**RECORDS FOR THIS EXERCISE:**
//! Computation progress and its listeners.

use std::any::Any;
use std::panic::{catch_unwind, AssertUnwindSafe};
use std::sync::atomic::{AtomicBool, Ordering};
use std::sync::{Arc, Weak};
use std::time::Instant;

use parking_lot::Mutex;
use serde::{Deserialize, Serialize};
use tracing::{error, warn};

use crate::task::TaskId;

/// Lifecycle state of one unit of work.
#[derive(Debug, Clone, Copy, PartialEq, Eq, Serialize, Deserialize)]
pub enum ComputationState {
  Created,
  Started,
  FinishedOk,
  FinishedCancel,
  FinishedFailure,
}

impl ComputationState {
  /// All three terminal states share this predicate.
  pub fn is_finished(self) -> bool {
    matches!(
      self,
      ComputationState::FinishedOk
        | ComputationState::FinishedCancel
        | ComputationState::FinishedFailure
    )
  }
}

/// Observer notified of state transitions only.
pub trait ProgressListener: Send + Sync {
  fn computation_state_changed(&self, progress: &ComputationProgress);
}

/// Observer notified of every progress-counter change.
pub trait DetailedProgressListener: Send + Sync {
  fn computation_progress_changed(&self, progress: &ComputationProgress);
}

struct ProgressInner {
  state: ComputationState,
  done: u64,
  total: u64,
  started_at: Option<Instant>,
  failure: Option<String>,
}

/// Mutable state holder for one unit of work.
///
/// Only the owning task mutates its progress; listeners are read-only
/// observers. Setting a finished state is terminal: later mutations are
/// ignored with a log. Listeners are notified synchronously, in registration
/// order, after the internal lock has been released, so a listener may
/// re-enter its container (e.g. add a new child) without deadlocking. A
/// panicking listener is caught and logged; the remaining listeners are still
/// notified.
pub struct ComputationProgress {
  task_id: TaskId,
  task_name: String,
  created_at: Instant,
  inner: Mutex<ProgressInner>,
  /// Set after the terminal state's listener pass completed. Connections
  /// deliver values from inside that pass, so anyone gating on `FinishedOk`
  /// alone can observe the state before the outputs arrived downstream.
  settled: AtomicBool,
  listeners: Mutex<Vec<Weak<dyn ProgressListener>>>,
  detailed_listeners: Mutex<Vec<Weak<dyn DetailedProgressListener>>>,
}

impl ComputationProgress {
  pub fn new(task_id: TaskId, task_name: impl Into<String>) -> Arc<Self> {
    Arc::new(Self {
      task_id,
      task_name: task_name.into(),
      created_at: Instant::now(),
      inner: Mutex::new(ProgressInner {
        state: ComputationState::Created,
        done: 0,
        total: 0,
        started_at: None,
        failure: None,
      }),
      settled: AtomicBool::new(false),
      listeners: Mutex::new(Vec::new()),
      detailed_listeners: Mutex::new(Vec::new()),
    })
  }

  /// The task this progress belongs to.
  pub fn task_id(&self) -> TaskId {
    self.task_id
  }

  pub fn task_name(&self) -> &str {
    &self.task_name
  }

  pub fn state(&self) -> ComputationState {
    self.inner.lock().state
  }

  pub fn is_finished(&self) -> bool {
    self.state().is_finished()
  }

  /// Whether the terminal transition has fully propagated to the listeners.
  ///
  /// Schedulers gate dependents on this rather than on the bare state: a
  /// consumer dispatched between the state commit and the end of the listener
  /// pass would snapshot its inputs before the connections delivered them.
  pub fn is_settled(&self) -> bool {
    self.settled.load(Ordering::Acquire)
  }

  pub fn done(&self) -> u64 {
    self.inner.lock().done
  }

  pub fn total(&self) -> u64 {
    self.inner.lock().total
  }

  pub fn created_at(&self) -> Instant {
    self.created_at
  }

  pub fn started_at(&self) -> Option<Instant> {
    self.inner.lock().started_at
  }

  /// The failure message recorded by [`record_failure`](Self::record_failure).
  pub fn failure(&self) -> Option<String> {
    self.inner.lock().failure.clone()
  }

  /// Transition to a new state and notify state listeners.
  ///
  /// A transition out of a finished state is rejected: there is no
  /// un-finishing.
  pub fn set_state(&self, state: ComputationState) {
    {
      let mut inner = self.inner.lock();
      if inner.state.is_finished() {
        warn!(
          task_id = %self.task_id,
          task = %self.task_name,
          current = ?inner.state,
          requested = ?state,
          "ignoring state change on finished progress"
        );
        return;
      }
      if inner.state == state {
        return;
      }
      if state == ComputationState::Started && inner.started_at.is_none() {
        inner.started_at = Some(Instant::now());
      }
      inner.state = state;
    }
    self.notify_state_changed();
    if state.is_finished() {
      self.settled.store(true, Ordering::Release);
    }
  }

  /// Record a failure message and transition to `FinishedFailure`.
  pub fn record_failure(&self, message: impl Into<String>) {
    {
      let mut inner = self.inner.lock();
      if inner.state.is_finished() {
        return;
      }
      inner.failure = Some(message.into());
    }
    self.set_state(ComputationState::FinishedFailure);
  }

  /// Update the done counter and notify detailed listeners.
  ///
  /// Counters never regress: a smaller value than the current one is ignored,
  /// which keeps aggregate progress monotonic when concurrent aggregations
  /// race.
  pub fn set_done(&self, done: u64) {
    {
      let mut inner = self.inner.lock();
      if done <= inner.done {
        return;
      }
      inner.done = done;
    }
    self.notify_progress_changed();
  }

  /// Update the total counter and notify detailed listeners. The total may
  /// grow as children are discovered; it never shrinks.
  pub fn set_total(&self, total: u64) {
    {
      let mut inner = self.inner.lock();
      if total <= inner.total {
        return;
      }
      inner.total = total;
    }
    self.notify_progress_changed();
  }

  /// Return the progress to `Created` so the owning task can run again
  /// (repeated execution inside an iteration). This is an owner-level
  /// operation, not a state transition: listeners are not notified and stay
  /// registered.
  pub fn reset(&self) {
    let mut inner = self.inner.lock();
    inner.state = ComputationState::Created;
    inner.done = 0;
    inner.total = 0;
    inner.started_at = None;
    inner.failure = None;
    self.settled.store(false, Ordering::Release);
  }

  pub fn add_listener(&self, listener: Weak<dyn ProgressListener>) {
    self.listeners.lock().push(listener);
  }

  pub fn add_detailed_listener(&self, listener: Weak<dyn DetailedProgressListener>) {
    self.detailed_listeners.lock().push(listener);
  }

  fn notify_state_changed(&self) {
    let listeners = self.listeners.lock().clone();
    for listener in &listeners {
      let Some(listener) = listener.upgrade() else {
        continue;
      };
      let result = catch_unwind(AssertUnwindSafe(|| listener.computation_state_changed(self)));
      if let Err(payload) = result {
        error!(
          task_id = %self.task_id,
          task = %self.task_name,
          panic = %panic_message(payload.as_ref()),
          "progress listener panicked during state notification"
        );
      }
    }
    self.listeners.lock().retain(|w| w.strong_count() > 0);
  }

  fn notify_progress_changed(&self) {
    let listeners = self.detailed_listeners.lock().clone();
    for listener in &listeners {
      let Some(listener) = listener.upgrade() else {
        continue;
      };
      let result = catch_unwind(AssertUnwindSafe(|| listener.computation_progress_changed(self)));
      if let Err(payload) = result {
        error!(
          task_id = %self.task_id,
          task = %self.task_name,
          panic = %panic_message(payload.as_ref()),
          "progress listener panicked during progress notification"
        );
      }
    }
    self
      .detailed_listeners
      .lock()
      .retain(|w| w.strong_count() > 0);
  }
}

/// Extract a readable message from a panic payload.
pub fn panic_message(payload: &(dyn Any + Send)) -> String {
  if let Some(message) = payload.downcast_ref::<&str>() {
    (*message).to_string()
  } else if let Some(message) = payload.downcast_ref::<String>() {
    message.clone()
  } else {
    "non-string panic payload".to_string()
  }
}

#[cfg(test)]
mod tests {
  use std::sync::atomic::{AtomicUsize, Ordering};

  use super::*;

  struct CountingListener {
    calls: AtomicUsize,
  }

  impl CountingListener {
    fn new() -> Arc<Self> {
      Arc::new(Self {
        calls: AtomicUsize::new(0),
      })
    }
  }

  impl ProgressListener for CountingListener {
    fn computation_state_changed(&self, _progress: &ComputationProgress) {
      self.calls.fetch_add(1, Ordering::SeqCst);
    }
  }

  struct PanickingListener;

  impl ProgressListener for PanickingListener {
    fn computation_state_changed(&self, _progress: &ComputationProgress) {
      panic!("listener blew up");
    }
  }

  fn test_progress() -> Arc<ComputationProgress> {
    ComputationProgress::new(TaskId::new(), "test")
  }

  #[test]
  fn terminal_transition_happens_once() {
    let progress = test_progress();
    progress.set_state(ComputationState::Started);
    progress.set_state(ComputationState::FinishedOk);
    progress.set_state(ComputationState::FinishedFailure);

    assert_eq!(progress.state(), ComputationState::FinishedOk);
  }

  #[test]
  fn listeners_notified_in_registration_order() {
    let progress = test_progress();
    let order = Arc::new(Mutex::new(Vec::new()));

    struct OrderListener {
      tag: u32,
      order: Arc<Mutex<Vec<u32>>>,
    }
    impl ProgressListener for OrderListener {
      fn computation_state_changed(&self, _progress: &ComputationProgress) {
        self.order.lock().push(self.tag);
      }
    }

    let first = Arc::new(OrderListener {
      tag: 1,
      order: order.clone(),
    });
    let second = Arc::new(OrderListener {
      tag: 2,
      order: order.clone(),
    });
    progress.add_listener(Arc::downgrade(&first) as Weak<dyn ProgressListener>);
    progress.add_listener(Arc::downgrade(&second) as Weak<dyn ProgressListener>);

    progress.set_state(ComputationState::Started);
    assert_eq!(*order.lock(), vec![1, 2]);
  }

  #[test]
  fn panicking_listener_does_not_stop_notification() {
    let progress = test_progress();
    let bad = Arc::new(PanickingListener);
    let good = CountingListener::new();

    progress.add_listener(Arc::downgrade(&bad) as Weak<dyn ProgressListener>);
    progress.add_listener(Arc::downgrade(&good) as Weak<dyn ProgressListener>);

    progress.set_state(ComputationState::Started);
    assert_eq!(good.calls.load(Ordering::SeqCst), 1);
    // State survived the panic.
    assert_eq!(progress.state(), ComputationState::Started);
  }

  #[test]
  fn terminal_state_settles_only_after_the_listener_pass() {
    struct SettleCheck {
      settled_during_notify: AtomicBool,
    }
    impl ProgressListener for SettleCheck {
      fn computation_state_changed(&self, progress: &ComputationProgress) {
        if progress.state().is_finished() {
          self
            .settled_during_notify
            .store(progress.is_settled(), Ordering::SeqCst);
        }
      }
    }

    let progress = test_progress();
    let check = Arc::new(SettleCheck {
      settled_during_notify: AtomicBool::new(true),
    });
    progress.add_listener(Arc::downgrade(&check) as Weak<dyn ProgressListener>);

    progress.set_state(ComputationState::Started);
    assert!(!progress.is_settled());

    progress.set_state(ComputationState::FinishedOk);
    // Listeners observed the terminal state before it settled.
    assert!(!check.settled_during_notify.load(Ordering::SeqCst));
    assert!(progress.is_settled());

    progress.reset();
    assert!(!progress.is_settled());
  }

  #[test]
  fn counters_never_regress() {
    let progress = test_progress();
    progress.set_total(10);
    progress.set_done(4);
    progress.set_total(3);
    progress.set_done(2);

    assert_eq!(progress.total(), 10);
    assert_eq!(progress.done(), 4);
  }

  #[test]
  fn failure_records_message() {
    let progress = test_progress();
    progress.set_state(ComputationState::Started);
    progress.record_failure("division by zero");

    assert_eq!(progress.state(), ComputationState::FinishedFailure);
    assert_eq!(progress.failure().as_deref(), Some("division by zero"));
  }

  #[test]
  fn reset_returns_to_created() {
    let progress = test_progress();
    progress.set_state(ComputationState::Started);
    progress.set_done(3);
    progress.set_state(ComputationState::FinishedOk);

    progress.reset();
    assert_eq!(progress.state(), ComputationState::Created);
    assert_eq!(progress.done(), 0);
    assert!(progress.started_at().is_none());
  }
}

**THE TASK:** Please return every line of the material above that includes "unit".

**SOLVED EXERCISE:**
/// Lifecycle state of one unit of work.
/// Mutable state holder for one unit of work.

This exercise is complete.